Search code examples
xmlpowershell

Powershell empty XML element formatted to be one line


I need my XML format to be slightly different then the way Powershell saves it by default. Here is a code example:

[xml]$XML = New-Object system.Xml.XmlDocument
$Declaration = $XML.CreateXmlDeclaration("1.0","UTF-8",$null)
$XML.AppendChild($Declaration) > $null

$Temp = $XML.CreateElement('Basket')
$Temp.InnerText = $test
$XML.AppendChild($Temp)

$Temp1 = $XML.CreateElement('Item')
$Temp1.InnerText = ''
$Temp.AppendChild($Temp1)

$XML.save('test.xml')

This results in:

<?xml version="1.0" encoding="UTF-8"?>
<Basket>
  <Item>
  </Item>
</Basket>

My required XML should look the following:

<?xml version="1.0" encoding="UTF-8"?>
<Basket>
  <Item></Item>
</Basket>

Is this possible?

If i add XML.PreserveWhitespace = $true everything will end up on one line. And elements don't have the PreserveWhitespace property.

One solution i found is to add a space $Temp1.InnerText = ' ' and then clean up the code in a second step. But i was wondering if there is a trick to have Powershell output empty elements on one line. Unfortunately my target application that needs to read the XML will only accept the above required formatting.


Solution

  • $Temp1.InnerText = ''
    

    is your attempt to force the XML serialization to use the single-line <tag></tag> form rather than the self-closing <tag /> form, because - even though both forms should be equivalent, the particular consumer of your serialized XML (Adobe) only accepts the <tag></tag> form.

    Your attempt is based on distinguishing between a truly empty element - one that has no child nodes - and one that has an empty-string text child node (implicitly created by .InnerText = ''), in the hopes that an element with child nodes - even though the only child node is the empty string - always serializes in the <tag>...</tag> form.

    Your attempt:

    • isn't honored by the XmlDocument type's .Save() method (which prompted your question)

      • The specific behavior you've encountered was ultimately classified as by design - see GitHub issue #31079.
    • is honored by the LINQ-based XDocument type's, .Save() method.

    Therefore, you have two options:


    Workaround, if you're given an existing XmlDocument instance:

    If you construct an XDocument instance from the (non-pretty-printed) XML string returned by your XmlDocument instance's .OuterXml property ($XML.OuterXml), saving the resulting XDocument instance to a file uses the desired <tag></tag> form, assuming you kept the explicitly added empty-string child text node in your code, i.e, $Temp1.InnerText = '':

    # Creates a pretty-printed XML file with the empty elements
    # represented in "<tag></tag>" form from the System.Xml.XmlDocument
    # instance stored in `$XML`.
    ([System.Xml.Linq.XDocument] $XML.OuterXml).Save("$PWD/test.xml")
    

    While this involves an extra round of serialization and parsing, it is a simple and pragmatic solution.
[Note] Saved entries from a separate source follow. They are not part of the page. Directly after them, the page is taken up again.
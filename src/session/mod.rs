//! Identity-provider session management
//!
//! One [`SessionManager`] per credential set: resolves the provider session
//! id once, exchanges it for short-lived bearer tokens, and carries the
//! authenticated HTTP plumbing every upstream call goes through.

pub mod manager;

pub use manager::SessionManager;
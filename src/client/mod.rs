//! Upstream generation protocol
//!
//! [`SunoClient`] is the unit the instance cache holds: one credential set,
//! one session, and every operation the upstream API supports.

pub mod api;

pub use api::SunoClient;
    If the XML DOM object wasn't given to you and you have the option to construct it yourself, it's better to construct it as an XDocument instance to begin with, as shown next.


    Alternatively, you can construct your XML document directly as an XmlDocument:

    Constructing your document as an XDocument instance to begin with:

    # PSv5+ syntax for simplifying type references.
    using namespace System.Xml.Linq
    
    # Create the XDocument with its  declaration.
    $xd = [XDocument]::new(
            # Note: [NullString]::Value is needed to pass a true null value - $null doesn't wor.
            [XDeclaration]::new('1.0', 'UTF-8', [NullString]::Value)
          )
    
    # Add nodes.
    $xd.Add(($basket = [XElement] [XName] 'Basket'))
    $basket.Add(($item = [XElement] [XName] 'Item'))
    
    # Add an empty-string child node to the '<Item>' element to
    # force it to serialize as '<Item></Item>' rather than as '<Item />'
    $item.SetValue('')
    
    # Save the document to a file.
    $xd.Save("$PWD/test.xml")